Repeat each entry exactly.

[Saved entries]
*** Begin section ***
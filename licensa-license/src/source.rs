//! Where license text comes from.

use crate::error::{LicenseError, LicenseResult};
use std::fs;
use std::io;
use std::path::{Path, PathBuf};

/// Supplies raw license text and, for hashed licenses, its published digest.
pub trait LicenseSource {
    /// Reads the license text.
    fn read_license(&self) -> LicenseResult<String>;

    /// Reads the hex SHA-256 digest published with the license, if any.
    fn read_digest(&self) -> LicenseResult<Option<String>> {
        Ok(None)
    }
}

/// License stored in a file. The digest, when present, sits next to it with
/// a `.sha256` extension appended (`app.lic` → `app.lic.sha256`).
#[derive(Debug, Clone)]
pub struct FileSource {
    path: PathBuf,
}

impl FileSource {
    pub fn new(path: impl Into<PathBuf>) -> Self {
        Self { path: path.into() }
    }

    #[must_use]
    pub fn path(&self) -> &Path {
        &self.path
    }

    fn digest_path(&self) -> PathBuf {
        let mut name = self.path.as_os_str().to_owned();
        name.push(".sha256");
        PathBuf::from(name)
    }
}

impl LicenseSource for FileSource {
    fn read_license(&self) -> LicenseResult<String> {
        match fs::read_to_string(&self.path) {
            Ok(text) => Ok(text),
            Err(e) if e.kind() == io::ErrorKind::NotFound => Err(LicenseError::InvalidArgument(
                format!("license file not found: {}", self.path.display()),
            )),
            Err(e) => Err(e.into()),
        }
    }

    fn read_digest(&self) -> LicenseResult<Option<String>> {
        match fs::read_to_string(self.digest_path()) {
            Ok(text) => Ok(Some(text.trim().to_string())),
            Err(e) if e.kind() == io::ErrorKind::NotFound => Ok(None),
            Err(e) => Err(e.into()),
        }
    }
}

/// License held in memory.
#[derive(Debug, Clone, Default)]
pub struct TextSource {
    text: String,
    digest: Option<String>,
}

impl TextSource {
    pub fn new(text: impl Into<String>) -> Self {
        Self {
            text: text.into(),
            digest: None,
        }
    }

    #[must_use]
    pub fn with_digest(mut self, digest: impl Into<String>) -> Self {
        self.digest = Some(digest.into());
        self
    }
}

impl LicenseSource for TextSource {
    fn read_license(&self) -> LicenseResult<String> {
        Ok(self.text.clone())
    }

    fn read_digest(&self) -> LicenseResult<Option<String>> {
        Ok(self.digest.clone())
    }
}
*** End section ***
*Answer box:*
filename licensa-license/src/source.rs
//! Where license text comes from.

use crate::error::{LicenseError, LicenseResult};
use std::fs;
use std::io;
use std::path::{Path, PathBuf};

/// Supplies raw license text and, for hashed licenses, its published digest.
pub trait LicenseSource {
    /// Reads the license text.
    fn read_license(&self) -> LicenseResult<String>;

    /// Reads the hex SHA-256 digest published with the license, if any.
    fn read_digest(&self) -> LicenseResult<Option<String>> {
        Ok(None)
    }
}

/// License stored in a file. The digest, when present, sits next to it with
/// a `.sha256` extension appended (`app.lic` → `app.lic.sha256`).
#[derive(Debug, Clone)]
pub struct FileSource {
    path: PathBuf,
}

impl FileSource {
    pub fn new(path: impl Into<PathBuf>) -> Self {
        Self { path: path.into() }
    }

    #[must_use]
    pub fn path(&self) -> &Path {
        &self.path
    }

    fn digest_path(&self) -> PathBuf {
        let mut name = self.path.as_os_str().to_owned();
        name.push(".sha256");
        PathBuf::from(name)
    }
}

impl LicenseSource for FileSource {
    fn read_license(&self) -> LicenseResult<String> {
        match fs::read_to_string(&self.path) {
            Ok(text) => Ok(text),
            Err(e) if e.kind() == io::ErrorKind::NotFound => Err(LicenseError::InvalidArgument(
                format!("license file not found: {}", self.path.display()),
            )),
            Err(e) => Err(e.into()),
        }
    }

    fn read_digest(&self) -> LicenseResult<Option<String>> {
        match fs::read_to_string(self.digest_path()) {
            Ok(text) => Ok(Some(text.trim().to_string())),
            Err(e) if e.kind() == io::ErrorKind::NotFound => Ok(None),
            Err(e) => Err(e.into()),
        }
    }
}

/// License held in memory.
#[derive(Debug, Clone, Default)]
pub struct TextSource {
    text: String,
    digest: Option<String>,
}

impl TextSource {
    pub fn new(text: impl Into<String>) -> Self {
        Self {
            text: text.into(),
            digest: None,
        }
    }

    #[must_use]
    pub fn with_digest(mut self, digest: impl Into<String>) -> Self {
        self.digest = Some(digest.into());
        self
    }
}

impl LicenseSource for TextSource {
    fn read_license(&self) -> LicenseResult<String> {
        Ok(self.text.clone())
    }

    fn read_digest(&self) -> LicenseResult<Option<String>> {
        Ok(self.digest.clone())
    }
}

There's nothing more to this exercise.